## DATA FOR PROCESSING

###

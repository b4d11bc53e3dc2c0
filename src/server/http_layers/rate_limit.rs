//! Per-IP rate limiting for the authentication endpoints.
//!
//! Fixed-window counters keyed by client IP. Exceeding the window
//! budget returns 429 until the window rolls over.

use axum::{
    body::Body,
    extract::{ConnectInfo, Request, State},
    http::StatusCode,
    middleware::Next,
    response::{IntoResponse, Response},
};
use std::collections::HashMap;
use std::net::{IpAddr, Ipv4Addr, SocketAddr};
use std::sync::{Arc, Mutex};
use std::time::{Duration, Instant};
use tracing::warn;

/// Auth requests allowed per IP per window.
pub const AUTH_REQUESTS_PER_WINDOW: u32 = 100;

/// Window size for the auth limiter.
pub const AUTH_WINDOW: Duration = Duration::from_secs(15 * 60);

/// Entries idle past this are dropped on cleanup.
const STALE_THRESHOLD: Duration = Duration::from_secs(30 * 60);

#[derive(Debug)]
struct WindowState {
    count: u32,
    window_start: Instant,
}

/// Fixed-window per-IP rate limiter.
pub struct IpRateLimiter {
    max_per_window: u32,
    window: Duration,
    states: Mutex<HashMap<IpAddr, WindowState>>,
}

impl IpRateLimiter {
    pub fn new(max_per_window: u32, window: Duration) -> Self {
        Self {
            max_per_window,
            window,
            states: Mutex::new(HashMap::new()),
        }
    }

    /// Check whether a request from `ip` is allowed and record it.
    /// Returns Err(retry_after_secs) when over budget.
    pub fn check_and_record(&self, ip: IpAddr) -> Result<(), u64> {
        let mut states = self.states.lock().unwrap();
        let state = states.entry(ip).or_insert_with(|| WindowState {
            count: 0,
            window_start: Instant::now(),
        });

        if state.window_start.elapsed() > self.window {
            state.count = 0;
            state.window_start = Instant::now();
        }

        if state.count >= self.max_per_window {
            let elapsed = state.window_start.elapsed();
            let retry_after = self.window.saturating_sub(elapsed).as_secs().max(1);
            return Err(retry_after);
        }

        state.count += 1;
        Ok(())
    }

    /// Drop counters that have been idle past the stale threshold.
    pub fn cleanup_stale_entries(&self) {
        let mut states = self.states.lock().unwrap();
        states.retain(|_, state| state.window_start.elapsed() < STALE_THRESHOLD);
    }
}

impl Default for IpRateLimiter {
    fn default() -> Self {
        Self::new(AUTH_REQUESTS_PER_WINDOW, AUTH_WINDOW)
    }
}

/// Extract the client IP from request extensions; connections without
/// ConnectInfo share one bucket.
fn client_ip(request: &Request<Body>) -> IpAddr {
    request
        .extensions()
        .get::<ConnectInfo<SocketAddr>>()
        .map(|ConnectInfo(addr)| addr.ip())
        .unwrap_or(IpAddr::V4(Ipv4Addr::UNSPECIFIED))
}

pub async fn limit_by_ip(
    State(limiter): State<Arc<IpRateLimiter>>,
    request: Request<Body>,
    next: Next,
) -> Response {
    let ip = client_ip(&request);
    match limiter.check_and_record(ip) {
        Ok(()) => next.run(request).await,
        Err(retry_after) => {
            warn!(
                "Rate limit exceeded: {} {} ip={}",
                request.method(),
                request.uri().path(),
                ip
            );
            (
                StatusCode::TOO_MANY_REQUESTS,
                [("Retry-After", retry_after.to_string())],
            )
                .into_response()
        }
    }
}
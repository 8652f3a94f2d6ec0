// Copyright (c) 2025 sbksba
//
// This software is licensed under the terms of the MIT License.
// See the LICENSE file in the project root for the full license text.
use parking_lot::Mutex;
use tracing::debug;

pub const LOGIN_PATH: &str = "/login";
pub const HOME_PATH: &str = "/";
const RETURN_URL_PARAM: &str = "returnUrl";

/// The routing layer: where the user is and where they go next.
pub trait Navigator: Send + Sync {
    fn current_location(&self) -> String;
    fn navigate(&self, location: &str);
}

/// In-memory navigation history. Navigating to the location already on top
/// of the stack is a no-op, so repeated redirects collapse into one entry.
#[derive(Debug)]
pub struct HistoryNavigator {
    entries: Mutex<Vec<String>>,
}

impl HistoryNavigator {
    pub fn new(initial: &str) -> Self {
        Self {
            entries: Mutex::new(vec![initial.to_string()]),
        }
    }

    pub fn history(&self) -> Vec<String> {
        self.entries.lock().clone()
    }
}

impl Default for HistoryNavigator {
    fn default() -> Self {
        Self::new(HOME_PATH)
    }
}

impl Navigator for HistoryNavigator {
    fn current_location(&self) -> String {
        self.entries
            .lock()
            .last()
            .cloned()
            .unwrap_or_else(|| HOME_PATH.to_string())
    }

    fn navigate(&self, location: &str) {
        let mut entries = self.entries.lock();
        if entries.last().is_some_and(|top| top == location) {
            debug!("Already at {}, not navigating again.", location);
            return;
        }
        debug!("Navigating to {}", location);
        entries.push(location.to_string());
    }
}

/// The login view, remembering where to go once signed in.
pub fn login_redirect(return_url: &str) -> String {
    format!(
        "{LOGIN_PATH}?{RETURN_URL_PARAM}={}",
        encode_return_url(return_url)
    )
}

pub fn is_login_location(location: &str) -> bool {
    path_of(location) == LOGIN_PATH
}

/// The `returnUrl` carried by a location, if any.
pub fn return_url_from(location: &str) -> Option<String> {
    let query = location.split_once('?')?.1;
    let query = query.split('#').next().unwrap_or(query);
    url::form_urlencoded::parse(query.as_bytes())
        .find(|(key, _)| key == RETURN_URL_PARAM)
        .map(|(_, value)| value.into_owned())
        .filter(|value| !value.is_empty())
}

/// Where to land after logging in from `location`.
pub fn post_login_destination(location: &str) -> String {
    return_url_from(location).unwrap_or_else(|| HOME_PATH.to_string())
}

fn path_of(location: &str) -> &str {
    location
        .split(['?', '#'])
        .next()
        .unwrap_or(location)
}

// Paths stay readable; only what would break the query string is escaped.
fn encode_return_url(raw: &str) -> String {
    let mut encoded = String::with_capacity(raw.len());
    for c in raw.chars() {
        match c {
            '%' => encoded.push_str("%25"),
            '&' => encoded.push_str("%26"),
            '#' => encoded.push_str("%23"),
            '+' => encoded.push_str("%2B"),
            ' ' => encoded.push_str("%20"),
            _ => encoded.push(c),
        }
    }
    encoded
}
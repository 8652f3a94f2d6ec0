// Copyright (c) 2025 sbksba
//
// This software is licensed under the terms of the MIT License.
// See the LICENSE file in the project root for the full license text.
use axum::http::HeaderName;
use taskboard_server::{auth, config::ServerConfig, database, routes, state::AppState};
use tower_http::cors::{Any, CorsLayer};
use tower_http::trace::TraceLayer;

#[tokio::main]
async fn main() {
    tracing_subscriber::fmt()
        .with_target(false)
        .with_env_filter(tracing_subscriber::EnvFilter::from_default_env())
        .init();

    tracing::info!("Starting up the server...");

    let config = match ServerConfig::from_env() {
        Ok(config) => config,
        Err(e) => {
            tracing::error!("Invalid configuration: {:?}", e);
            std::process::exit(1);
        }
    };

    let db_pool = match database::establish_connection_pool(&config.database_url).await {
        Ok(pool) => {
            tracing::info!("Database connection was made successfully.");
            pool
        }
        Err(e) => {
            tracing::error!("Failed to connect with the database: {:?}", e);
            std::process::exit(1);
        }
    };

    if let Some(admin) = &config.bootstrap_admin {
        if let Err(e) = auth::ensure_bootstrap_admin(&db_pool, admin).await {
            tracing::error!("Failed to create the bootstrap admin: {:?}", e);
            std::process::exit(1);
        }
    }

    let state = AppState::new(db_pool, auth::TokenIssuer::from_config(&config));
    let app_routes = routes::create_router(state);

    // Explicit list of headers the client sends; the bearer token travels in `authorization`.
    let cors = CorsLayer::new()
        .allow_methods(Any)
        .allow_headers([
            HeaderName::from_static("content-type"),
            HeaderName::from_static("accept"),
            HeaderName::from_static("authorization"),
        ])
        .allow_origin(Any);

    let app = app_routes.layer(cors).layer(TraceLayer::new_for_http());

    tracing::info!("The server listens on http://{}", config.bind_addr);

    let listener = match tokio::net::TcpListener::bind(config.bind_addr).await {
        Ok(listener) => listener,
        Err(e) => {
            tracing::error!("Failed to bind {}: {:?}", config.bind_addr, e);
            std::process::exit(1);
        }
    };
    if let Err(e) = axum::serve(listener, app).await {
        tracing::error!("Server error: {:?}", e);
        std::process::exit(1);
    }
}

###

## WHAT TO WORK ON
Retype only the lines running from the top of the listing to the line that holds "pub const AUTH_WINDOW: Duration", both ends included.

## ANSWER BOX
repository b4d11bc53e3dc2c0
filename src/server/http_layers/rate_limit.rs
//! Per-IP rate limiting for the authentication endpoints.
//!
//! Fixed-window counters keyed by client IP. Exceeding the window
//! budget returns 429 until the window rolls over.

use axum::{
    body::Body,
    extract::{ConnectInfo, Request, State},
    http::StatusCode,
    middleware::Next,
    response::{IntoResponse, Response},
};
use std::collections::HashMap;
use std::net::{IpAddr, Ipv4Addr, SocketAddr};
use std::sync::{Arc, Mutex};
use std::time::{Duration, Instant};
use tracing::warn;

/// Auth requests allowed per IP per window.
pub const AUTH_REQUESTS_PER_WINDOW: u32 = 100;

/// Window size for the auth limiter.
pub const AUTH_WINDOW: Duration = Duration::from_secs(15 * 60);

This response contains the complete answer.